Researchers at the University of Helsinki, Finland, have created photochemically active polymers that dissolve in water or alcohols. Illuminating the photosensitive polymer in the cloudy solution with a nanolaser makes a clear trail of an ethanol-based dispersion visible as the azo compounds in the polymer chain switch between trans and cis conformation.
The goal of the study was to create a multi-stimuli responsive polymer (light, temperature and supramolecular activity) and then evaluate whether influencing one of the stimuli-responses would result in manipulation or control of the other stimuli-derived effects.
While light has previously been used to draw on solid surfaces (e.g., TV screens, LCD monitors), this is the first time researchers were able to use light to draw in liquids. “The polymer is a tegylated poly(azocalix[4]arene),” says doctoral student Szymon Wiktorowicz, who is credited with creating the polymer. “Chemically, it is a main chain azo polymer with calix[4]arene units that have been locked in the cone conformation with tetraethylene glycol monomethyl ether chains (TEGOMe).” This design translates to a threefold stimuli responsiveness: “The azo bridges account for the photoswitchability, the calixarene units are capable of host-guest interaction and the TEGOMe chains provide the thermo-responsive behaviour,” says the lead author of the article “Using Light To Tune Thermo-Responsive Behavior and Host–Guest Interactions in Tegylated Poly(azocalix[4]arene)s,” which appeared in the ACS publication Macromolecules.

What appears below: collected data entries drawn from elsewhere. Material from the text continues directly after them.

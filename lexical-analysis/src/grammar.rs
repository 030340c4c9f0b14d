//! Grammar pattern detection over unspaced Japanese text.
//!
//! Patterns are matched longest first against a masked copy of the text: once a
//! pattern matches, every occurrence of it is blotted out so shorter patterns
//! nested inside (`から` inside `からこそ`) can no longer match there.
//!
//! Table patterns are parsed into a [`PatternShape`] first. A `（）` group is
//! optional, and an inner `〜` is a gap that splits the pattern into pieces
//! found in order within one sentence (`〜ば〜ほど`).

use std::ops::Range;
use std::path::Path;
use std::sync::Arc;

use itertools::Itertools;
use language_utils::text_cleanup::strip_for_matching;
use language_utils::{GrammarProfile, JlptLevel, JlptLevelMap, MatchedPattern};
use rustc_hash::FxHashMap;
use serde::{Deserialize, Serialize};

use crate::error::DictionaryError;

const MASK: char = '\u{2588}';
/// Stands in for sentence punctuation in the matching text.
const SENTENCE_BREAK: &str = "\u{2016}";
const SENTENCE_BREAKERS: &[char] = &['。', '！', '？', '!', '?', '、', '\n'];

/// Patterns whose cleaned form is shorter than this are too ambiguous to match.
const MIN_PATTERN_CHARS: usize = 2;
/// Split pieces shorter than this in total (`は〜が`) match almost any sentence.
const MIN_SPLIT_CHARS: usize = 3;
/// Most characters allowed between two pieces of a split pattern.
const MAX_SPLIT_GAP: usize = 20;

#[derive(Debug, Clone, PartialEq, Serialize, Deserialize, schemars::JsonSchema)]
pub struct GrammarPattern {
    pub pattern: String,
    pub level: JlptLevel,
    #[serde(default)]
    pub definition: String,
}

impl GrammarPattern {
    pub fn new(pattern: impl Into<String>, level: JlptLevel, definition: impl Into<String>) -> Self {
        Self {
            pattern: pattern.into(),
            level,
            definition: definition.into(),
        }
    }
}

#[derive(Debug, Deserialize)]
struct RawGrammarEntry {
    pattern: String,
    level: String,
    #[serde(default)]
    definition: String,
}

/// An ordered pattern list. Earlier entries win ties between equally long patterns.
#[derive(Debug, Clone, Default, PartialEq)]
pub struct PatternTable {
    patterns: Vec<GrammarPattern>,
    // cleaned pattern -> level, for grading single function words
    levels_by_form: FxHashMap<String, JlptLevel>,
}

impl PatternTable {
    pub fn new(patterns: impl IntoIterator<Item = GrammarPattern>) -> Self {
        let mut seen = rustc_hash::FxHashSet::default();
        let patterns: Vec<GrammarPattern> = patterns
            .into_iter()
            .filter(|pattern| seen.insert(pattern.pattern.clone()))
            .collect();

        let mut levels_by_form = FxHashMap::default();
        for pattern in &patterns {
            if let PatternShape::Literal(forms) = PatternShape::parse(&pattern.pattern) {
                for form in forms.into_iter().filter(|form| !form.is_empty()) {
                    levels_by_form.entry(form).or_insert(pattern.level);
                }
            }
        }

        Self {
            patterns,
            levels_by_form,
        }
    }

    /// Reads a JSON array of `{pattern, level, definition}`. Entries with an
    /// unrecognized level are skipped.
    pub fn from_json_file(path: &Path) -> Result<Self, DictionaryError> {
        let contents = std::fs::read_to_string(path).map_err(|source| DictionaryError::Io {
            path: path.to_path_buf(),
            source: Arc::new(source),
        })?;
        let entries: Vec<RawGrammarEntry> =
            serde_json::from_str(&contents).map_err(|source| DictionaryError::Parse {
                path: path.to_path_buf(),
                source: Arc::new(source),
            })?;

        let mut skipped = 0;
        let patterns: Vec<GrammarPattern> = entries
            .into_iter()
            .filter_map(|entry| match entry.level.trim().parse::<JlptLevel>() {
                Ok(level) => Some(GrammarPattern::new(entry.pattern, level, entry.definition)),
                Err(_) => {
                    if skipped == 0 {
                        log::warn!(
                            "{}: {}",
                            path.display(),
                            DictionaryError::UnknownLevel {
                                word: entry.pattern,
                                level: entry.level,
                            }
                        );
                    }
                    skipped += 1;
                    None
                }
            })
            .collect();
        if skipped > 0 {
            log::warn!("{}: skipped {skipped} patterns with bad levels", path.display());
        }
        Ok(Self::new(patterns))
    }

    pub fn patterns(&self) -> &[GrammarPattern] {
        &self.patterns
    }

    pub fn len(&self) -> usize {
        self.patterns.len()
    }

    pub fn is_empty(&self) -> bool {
        self.patterns.is_empty()
    }

    /// Places `extra` ahead of this table's own patterns.
    pub fn with_priority_patterns(&self, extra: &[GrammarPattern]) -> PatternTable {
        if extra.is_empty() {
            return self.clone();
        }
        PatternTable::new(extra.iter().chain(self.patterns.iter()).cloned())
    }

    /// Appends another table; patterns already present keep their first definition.
    pub fn extend(&mut self, other: PatternTable) {
        let merged = std::mem::take(&mut self.patterns)
            .into_iter()
            .chain(other.patterns);
        *self = PatternTable::new(merged);
    }

    /// Level of a pattern whose cleaned form is exactly `form`.
    pub fn level_of(&self, form: &str) -> Option<JlptLevel> {
        self.levels_by_form.get(form).copied()
    }
}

Irradiating the polymers with a 365 nm laser leads to trans-to-cis photoisomerisation of the azo bridge, while a wavelength of 450 nm causes cis-to-trans photoisomerization. “The trans form of the system is preferred and the polymers can relax thermally back to that conformation,” Wiktorowicz says. “In the case of the tegylated, thermo-responsive polymers, irradiating the polymers in alcohols leads to a decrease in the cloud point (upper critical solution temperature), which is proportional to the trans/cis ratio present in the sample. This means that when the polymer is above the cloud point value, irradiation leads to a decrease in the cloud point temperature, and thus the polymer becomes soluble and the irradiated region transparent.”
The discovery could one day enable thinkable real-world applications. “The possibility to write on liquids seems appealing in terms of optical data storage and due to the supramolecular activity of these polymers,” Wiktorowicz explains. “These polymers also capture or release small molecules upon irradiation/thermal relaxation and different sensors and polymeric structures are being developed.” The expert says, ultimately the goal will be to develop smart coatings that can be manipulated into different functionalities through exposure to external stimuli.
This video showcases the study:
Wiktorowicz agrees that his breakthrough could help researchers develop new materials for optics and electronics: “From a basic research perspective, this particular study shows how important it is to consider the molecular design when dealing with a complicated structure,” he says. “It proves that when multiple stimuli-derived effects are present in a system, they may influence each other and create ways of controlling an outcome that would not be possible otherwise.”
Wiktorowicz is most excited about “the overall simplicity of the concept and how it translates to a clear, macroscopically visible effect,” he says. “Each chemical component serves its function and cooperates to produce exciting results.” In fact, he and his colleagues now want to “push the boundaries” by incorporating more stimuli-responses in the polymers and also explore other such ‘smart’ materials.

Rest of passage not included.